What I’m hoping someone knows about is something like the variety of hex mapping tools out there, some that run in browser like http://hextml.playest.net/ and http://www.hexographer.com What I can’t find is a dedicated tool that lets me have full control of hex sizes, thats part of what I hope someone here knows.
Hexagon Size Control The width and height of a hexagon in the edit window is normally under the control of Hexographer. These values change as the mapmaker zooms in and out. There are occasions, however, when the mapmaker may wish to take direct control over these dimensions.
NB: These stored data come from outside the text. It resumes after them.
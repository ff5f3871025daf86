use chrono::Utc;

use super::common::draft;
use crate::booking::domain::{EnquiryDraft, EnquiryField};
use crate::booking::service::{EnquiryService, SubmissionError, SubmissionGate};

#[test]
fn submit_acknowledges_valid_drafts() {
    let service = EnquiryService::new();
    let receipt = service.submit(&draft()).expect("fixture draft is accepted");

    assert_eq!(receipt.enquiry.first_name, "John");
    assert_eq!(receipt.enquiry.company, "Test Company");
    assert!(receipt.enquiry.requirements.is_empty());
    assert!(receipt.received_at <= Utc::now());
}

#[test]
fn submit_rejects_invalid_drafts_with_field_errors() {
    let service = EnquiryService::new();

    match service.submit(&EnquiryDraft::default()) {
        Err(SubmissionError::Rejected(errors)) => {
            assert_eq!(errors.len(), 9);
            assert_eq!(
                errors.message_for(EnquiryField::Email),
                Some("Invalid email address")
            );
        }
        other => panic!("expected a validation rejection, got {other:?}"),
    }
}

#[test]
fn submit_preserves_requirements_in_the_receipt() {
    let mut candidate = draft();
    candidate.requirements = "Projector in the main room".to_string();

    let receipt = EnquiryService::new()
        .submit(&candidate)
        .expect("draft with requirements is accepted");
    assert_eq!(receipt.enquiry.requirements, "Projector in the main room");
}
For instance, if the map is changed from True Column to True Row (or vice versa), the hexagon dimensions (the aspect ratio) may need to be changed. Uncheck the “Preserve Ratio” box to edit the individual dimensions. Neither the width nor height may be made less than 10.
Is it photoshop in particular you’re trying to avoid or just the general hassle of making your own tiles?
I had previously read the manual and have a question in to the developer. If it turns out that solves my desires then thats the way I’ll probably go.
The overall workflow of photoshop for this particular task seems far more of a chore than something like Hexographer or even hexgrid which let you import images for tiles and directly fill a hex plus the other map making features. I know I could do it in Photoshop, its more work.
I’ve used Hexographer and it’ll certainly produce a nice looking map (subject to whether it’ll meet your needs in terms of scaling, etc. of course) and it’s easy to use.
I suspect you already know about this but just in case not:
The time I spent looking there seems most gaming people are focused on RPGs rather than wargames. The two are just different enough to be almost incompatible.
Most - but they do have a forum for boardgames/hex and counter style wargames.
Mind you, a brief skim indicates the advice is either photoshop/open-source alternative or Hexographer
As for the differences between RPG maps and wargaming ones, I wouldn’t get too hung up on them. It depends on the RPG.
You would presumably be looking more for advice on creating the old-school style world map in hexes (which after all directly came from wargaming).
I mean - presumably all you care about is that you can create hexes at the right scale and plunk terrain down onto your hex map as you choose?
Or you could just take any map that is at the right scale and pop a clear overlay with hexes printed on over the top. Each hex takes the terrain type that the majority of terrain covered by it consists of.
By the way, there appears to be a newer version of the OgreMap software:
Worst comes to worst, I can spray mount secondly printed maps like done with the San Francisco scenario onto scored foam core boards and overlay a vinyl hex printed sheet as you say. I’ve already prepared a very large hex PDF for that eventuality (80x80cm) using Hexagonal.
Time to install crossover or something like that.
I bow to your search foo @L0ki! You have been most helpful!
For anyone interested, this seems to run under Wine using Winebottler to make it into an app. Even better it has both Classic and Designers Edition modes! I successfully exported a generic map as a PNG and measured a new in Photoshop and it looks to be correct.
Thank you @L0ki once again, I think I can consider my problem solved for now. Maybe someday I can get more fancy and customized but this will certainly hold me over!